4. Современный этап в развитии русского моностиха

4.1. Начало: первые обращения к моностиху на рубеже 1950–60-х гг.

Новая страница в истории русского моностиха была открыта на рубеже 1950–1960-х гг. Для русской поэзии это было переломное время. В официальной советской литературе смерть Сталина и последовавший период «оттепели» создал новые возможности, предоставив несколько большую свободу художественного поиска по сравнению с 1930–50-ми гг.; в то же время ограниченность и неполнота этой свободы привели к началу формирования альтернативного субполя[319] неподцензурной литературы [Лосев 1995, Савицкий 2002, Долинин и Северюхин 2003]. Наконец, в литературе русского зарубежья в этот период на первые роли, тесня редеющий круг авторов старшего поколения, начали выходить представители «второй эмиграции» – литераторы, оказавшиеся за пределами СССР после завершения Второй мировой войны, а с ними в достаточно консервативную культурную среду стали проникать новые художественные идеи. И характерно, что в каждой из трех страт русской литературы середины XX века возникла своя отправная точка для развития моностиха.

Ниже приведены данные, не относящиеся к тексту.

use anyhow::Result;
use serde::Deserialize;
use std::collections::BTreeMap;
use std::env;

#[derive(Debug, Clone, Deserialize)]
pub struct Config {
    pub llm: LLMConfig,
    pub services: ServicesConfig,
    pub model_specs: ModelSpecs,
}

#[derive(Debug, Clone, Deserialize)]
pub struct LLMConfig {
    pub provider: String,
    pub model: String,
    pub groq_api_key: String,
    pub gemini_api_key: String,
    pub openai_api_key: String,
    pub api_base: Option<String>,
    pub timeout_secs: u64,
}

impl LLMConfig {
    /// API key for the currently selected provider, if one is configured.
    pub fn active_api_key(&self) -> Option<String> {
        let key = match self.provider.as_str() {
            "groq" => &self.groq_api_key,
            "gemini" => &self.gemini_api_key,
            _ => &self.openai_api_key,
        };
        if key.is_empty() {
            None
        } else {
            Some(key.clone())
        }
    }
}

#[derive(Debug, Clone, Deserialize)]
pub struct ServicesConfig {
    pub prediction_base_url: String,
    pub report_base_url: String,
    pub timeout_secs: u64,
}

/// Specification of one external prediction model: the parameters it
/// requires and the tool name used to invoke it.
#[derive(Debug, Clone, Deserialize)]
pub struct ModelSpec {
    pub required_parameters: Vec<String>,
    pub tool: String,
    #[serde(default)]
    pub description: String,
}

/// Registry of known prediction models, loaded once at startup and
/// read-only afterwards.
#[derive(Debug, Clone, Deserialize)]
#[serde(transparent)]
pub struct ModelSpecs {
    models: BTreeMap<String, ModelSpec>,
}

impl ModelSpecs {
    /// Load the registry from a JSON document mapping model id to spec.
    pub fn from_json(json: &str) -> Result<Self> {
        let specs: ModelSpecs = serde_json::from_str(json)?;
        Ok(specs)
    }

    /// Load from a file if a path is given, otherwise use the built-in
    /// cardiovascular/diabetes defaults.
    pub fn load(path: Option<&str>) -> Result<Self> {
        match path {
            Some(p) => {
                let raw = std::fs::read_to_string(p)?;
                Self::from_json(&raw)
            }
            None => Ok(Self::default()),
        }
    }

    pub fn get(&self, model_id: &str) -> Option<&ModelSpec> {
        self.models.get(model_id)
    }

    pub fn contains(&self, model_id: &str) -> bool {
        self.models.contains_key(model_id)
    }

    pub fn iter(&self) -> impl Iterator<Item = (&String, &ModelSpec)> {
        self.models.iter()
    }
}

impl Default for ModelSpecs {
    fn default() -> Self {
        let mut models = BTreeMap::new();
        models.insert(
            "cardiovascular_risk".to_string(),
            ModelSpec {
                required_parameters: [
                    "age",
                    "gender",
                    "height",
                    "weight",
                    "ap_hi",
                    "ap_lo",
                    "cholesterol",
                    "gluc",
                    "smoke",
                    "alco",
                    "active",
                ]
                .iter()
                .map(|s| s.to_string())
                .collect(),
                tool: "Predict_Cardiovascular_Risk_With_Explanation".to_string(),
                description: "XGBoost cardiovascular disease risk model with SHAP explanations"
                    .to_string(),
            },
        );
        models.insert(
            "diabetes_risk".to_string(),
            ModelSpec {
                required_parameters: [
                    "gender",
                    "age",
                    "hypertension",
                    "heart_disease",
                    "smoking_history",
                    "bmi",
                    "HbA1c_level",
                    "blood_glucose_level",
                ]
                .iter()
                .map(|s| s.to_string())
                .collect(),
                tool: "Predict_Diabetes_Risk_With_Explanation".to_string(),
                description: "XGBoost diabetes risk model with SHAP explanations".to_string(),
            },
        );
        Self { models }
    }
}

impl Config {
    pub fn from_env() -> Result<Self> {
        dotenvy::dotenv().ok();

        Ok(Self {
            llm: LLMConfig {
                provider: env::var("LLM_PROVIDER").unwrap_or_else(|_| "groq".to_string()),
                model: env::var("LLM_MODEL")
                    .unwrap_or_else(|_| "llama-3.3-70b-versatile".to_string()),
                groq_api_key: env::var("GROQ_API_KEY").unwrap_or_default(),
                gemini_api_key: env::var("GEMINI_API_KEY").unwrap_or_default(),
                openai_api_key: env::var("OPENAI_API_KEY").unwrap_or_default(),
                api_base: env::var("LLM_API_BASE").ok(),
                timeout_secs: env::var("LLM_TIMEOUT_SECS")
                    .unwrap_or_else(|_| "60".to_string())
                    .parse()?,
            },
            services: ServicesConfig {
                prediction_base_url: env::var("PREDICTION_SERVICE_URL")
                    .unwrap_or_else(|_| "http://localhost:8001".to_string()),
                report_base_url: env::var("REPORT_SERVICE_URL")
                    .unwrap_or_else(|_| "http://localhost:8002".to_string()),
                timeout_secs: env::var("SERVICE_TIMEOUT_SECS")
                    .unwrap_or_else(|_| "30".to_string())
                    .parse()?,
            },
            model_specs: ModelSpecs::load(env::var("MODEL_SPECS_PATH").ok().as_deref())?,
        })
    }
}

#[cfg(test)]
mod tests {
    use super::*;

    #[test]
    fn test_default_specs_contain_both_models() {
        let specs = ModelSpecs::default();
        assert!(specs.contains("cardiovascular_risk"));
        assert!(specs.contains("diabetes_risk"));

        let cardio = specs.get("cardiovascular_risk").unwrap();
        assert_eq!(cardio.required_parameters.len(), 11);
        assert_eq!(cardio.tool, "Predict_Cardiovascular_Risk_With_Explanation");
        assert!(cardio.required_parameters.iter().any(|p| p == "ap_hi"));
    }

    #[test]
    fn test_specs_from_json() {
        let json = r#"{
            "stroke_risk": {
                "required_parameters": ["age", "bmi"],
                "tool": "Predict_Stroke_Risk",
                "description": "stroke model"
            }
        }"#;
        let specs = ModelSpecs::from_json(json).unwrap();
        assert!(specs.contains("stroke_risk"));
        assert!(!specs.contains("cardiovascular_risk"));
        assert_eq!(specs.get("stroke_risk").unwrap().required_parameters, vec!["age", "bmi"]);
    }

    #[test]
    fn test_unknown_model_lookup_is_none() {
        let specs = ModelSpecs::default();
        assert!(specs.get("liver_risk").is_none());
    }
}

По-видимому, хронологически наиболее ранним было обращение к моностиху в субполе неподцензурной литературы – в творчестве Леонида Виноградова (1936–2004). К сожалению, это обращение так и осталось не вполне документированным в силу причин, общих для поэзии самиздата: «то и дело сталкиваешься с ситуацией, когда рукопись оказывается чем-то вторичным по отношению к подлинному тексту, чем-то вроде нотной партитуры, причем, как правило, испорченной, поврежденной временем. ‹…› Многие тексты были сознательно или бессознательно ориентированы на звучание, на произнесение вслух, нередко они записывались спустя несколько лет после создания. Это связано с тем, что звучащее слово, в отличие от слова писаного, как бы неуловимо для механизма цензуры» [Кривулин 1997, 344].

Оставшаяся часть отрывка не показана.